### SUPPLIED INFORMATION
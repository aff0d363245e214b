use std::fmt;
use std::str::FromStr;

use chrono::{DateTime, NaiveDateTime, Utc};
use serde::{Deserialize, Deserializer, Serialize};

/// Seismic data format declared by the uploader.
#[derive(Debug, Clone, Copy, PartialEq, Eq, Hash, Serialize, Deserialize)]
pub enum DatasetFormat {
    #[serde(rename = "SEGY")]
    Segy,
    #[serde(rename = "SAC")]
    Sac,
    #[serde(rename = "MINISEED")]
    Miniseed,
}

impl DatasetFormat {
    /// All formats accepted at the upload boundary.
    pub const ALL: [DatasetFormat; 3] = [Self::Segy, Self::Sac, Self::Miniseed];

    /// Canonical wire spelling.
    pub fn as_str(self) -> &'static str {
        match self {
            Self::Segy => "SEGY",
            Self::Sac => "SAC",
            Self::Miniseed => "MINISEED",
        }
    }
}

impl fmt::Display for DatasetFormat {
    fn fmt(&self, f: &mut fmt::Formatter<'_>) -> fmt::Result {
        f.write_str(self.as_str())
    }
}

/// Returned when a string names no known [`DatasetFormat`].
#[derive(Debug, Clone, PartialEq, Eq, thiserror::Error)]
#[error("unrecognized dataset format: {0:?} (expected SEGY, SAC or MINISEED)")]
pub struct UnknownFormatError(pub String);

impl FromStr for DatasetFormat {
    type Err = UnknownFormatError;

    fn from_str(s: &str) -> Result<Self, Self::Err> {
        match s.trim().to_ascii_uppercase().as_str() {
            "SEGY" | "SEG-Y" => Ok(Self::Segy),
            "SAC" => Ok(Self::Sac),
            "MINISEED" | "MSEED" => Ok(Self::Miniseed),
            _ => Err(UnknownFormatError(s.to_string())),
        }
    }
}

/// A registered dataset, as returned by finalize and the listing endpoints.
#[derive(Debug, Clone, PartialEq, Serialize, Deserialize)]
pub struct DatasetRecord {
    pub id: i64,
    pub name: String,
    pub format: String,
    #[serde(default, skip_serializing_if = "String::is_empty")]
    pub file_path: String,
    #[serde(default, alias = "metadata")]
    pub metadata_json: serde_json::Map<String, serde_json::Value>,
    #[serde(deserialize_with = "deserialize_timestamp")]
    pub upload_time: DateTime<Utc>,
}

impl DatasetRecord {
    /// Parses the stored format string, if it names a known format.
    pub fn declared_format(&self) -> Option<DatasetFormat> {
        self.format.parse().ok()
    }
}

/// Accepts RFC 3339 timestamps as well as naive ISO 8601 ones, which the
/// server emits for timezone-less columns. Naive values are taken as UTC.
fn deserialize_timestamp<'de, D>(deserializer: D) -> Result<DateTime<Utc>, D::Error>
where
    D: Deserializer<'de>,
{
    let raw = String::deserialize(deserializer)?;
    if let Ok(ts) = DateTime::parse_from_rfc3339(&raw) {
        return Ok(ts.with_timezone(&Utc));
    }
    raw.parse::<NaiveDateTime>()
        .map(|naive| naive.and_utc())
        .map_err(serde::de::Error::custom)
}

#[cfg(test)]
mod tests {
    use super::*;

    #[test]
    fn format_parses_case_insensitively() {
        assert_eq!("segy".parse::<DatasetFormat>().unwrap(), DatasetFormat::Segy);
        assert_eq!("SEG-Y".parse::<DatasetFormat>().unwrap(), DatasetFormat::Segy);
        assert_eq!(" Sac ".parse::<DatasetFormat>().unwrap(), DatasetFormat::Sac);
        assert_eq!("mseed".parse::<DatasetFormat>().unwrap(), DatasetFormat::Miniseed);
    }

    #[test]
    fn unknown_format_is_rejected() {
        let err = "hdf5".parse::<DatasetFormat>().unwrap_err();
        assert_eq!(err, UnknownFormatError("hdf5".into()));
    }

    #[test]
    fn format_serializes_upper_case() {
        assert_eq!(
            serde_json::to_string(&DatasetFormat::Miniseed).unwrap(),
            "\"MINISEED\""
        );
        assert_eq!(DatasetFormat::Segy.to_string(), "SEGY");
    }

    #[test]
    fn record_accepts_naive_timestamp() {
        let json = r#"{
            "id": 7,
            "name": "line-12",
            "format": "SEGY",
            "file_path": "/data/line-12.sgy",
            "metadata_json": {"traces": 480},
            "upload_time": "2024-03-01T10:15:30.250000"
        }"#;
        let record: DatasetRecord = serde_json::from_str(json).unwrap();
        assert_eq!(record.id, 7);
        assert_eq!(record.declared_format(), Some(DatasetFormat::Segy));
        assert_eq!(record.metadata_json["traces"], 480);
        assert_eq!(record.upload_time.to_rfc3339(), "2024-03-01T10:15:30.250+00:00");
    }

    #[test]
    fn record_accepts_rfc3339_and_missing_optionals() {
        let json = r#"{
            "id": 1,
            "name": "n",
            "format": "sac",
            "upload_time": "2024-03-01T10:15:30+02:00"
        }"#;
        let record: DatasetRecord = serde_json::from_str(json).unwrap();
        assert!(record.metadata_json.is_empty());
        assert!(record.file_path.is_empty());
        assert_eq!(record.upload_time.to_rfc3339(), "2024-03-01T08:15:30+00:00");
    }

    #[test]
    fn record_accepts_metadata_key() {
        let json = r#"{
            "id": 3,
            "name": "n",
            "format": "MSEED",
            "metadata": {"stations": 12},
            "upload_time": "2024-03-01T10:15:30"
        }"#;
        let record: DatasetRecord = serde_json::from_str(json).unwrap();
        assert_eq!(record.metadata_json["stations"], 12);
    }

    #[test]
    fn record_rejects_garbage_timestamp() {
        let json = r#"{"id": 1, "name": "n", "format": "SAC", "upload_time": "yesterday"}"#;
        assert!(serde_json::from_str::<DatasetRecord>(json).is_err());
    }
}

...

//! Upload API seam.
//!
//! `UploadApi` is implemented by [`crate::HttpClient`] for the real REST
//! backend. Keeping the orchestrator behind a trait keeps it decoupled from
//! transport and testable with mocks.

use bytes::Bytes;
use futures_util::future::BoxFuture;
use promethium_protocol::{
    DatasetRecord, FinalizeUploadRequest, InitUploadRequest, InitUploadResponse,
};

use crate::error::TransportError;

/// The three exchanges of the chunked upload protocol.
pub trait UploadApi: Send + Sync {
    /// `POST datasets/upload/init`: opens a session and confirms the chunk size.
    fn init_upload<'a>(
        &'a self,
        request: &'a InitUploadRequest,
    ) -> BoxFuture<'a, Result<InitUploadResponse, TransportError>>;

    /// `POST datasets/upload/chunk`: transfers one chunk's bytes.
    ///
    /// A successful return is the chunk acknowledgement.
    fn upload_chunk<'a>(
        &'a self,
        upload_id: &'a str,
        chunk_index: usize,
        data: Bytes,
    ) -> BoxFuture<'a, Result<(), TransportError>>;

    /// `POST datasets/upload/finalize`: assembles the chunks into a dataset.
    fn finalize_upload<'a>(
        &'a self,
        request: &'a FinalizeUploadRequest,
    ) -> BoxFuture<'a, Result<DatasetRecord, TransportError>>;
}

### PROBLEM REQUIREMENTS
Within the listing, how many lines hold the string "FinalizeUploadRequest"? State that number alone.

### EXERCISE RESULT
2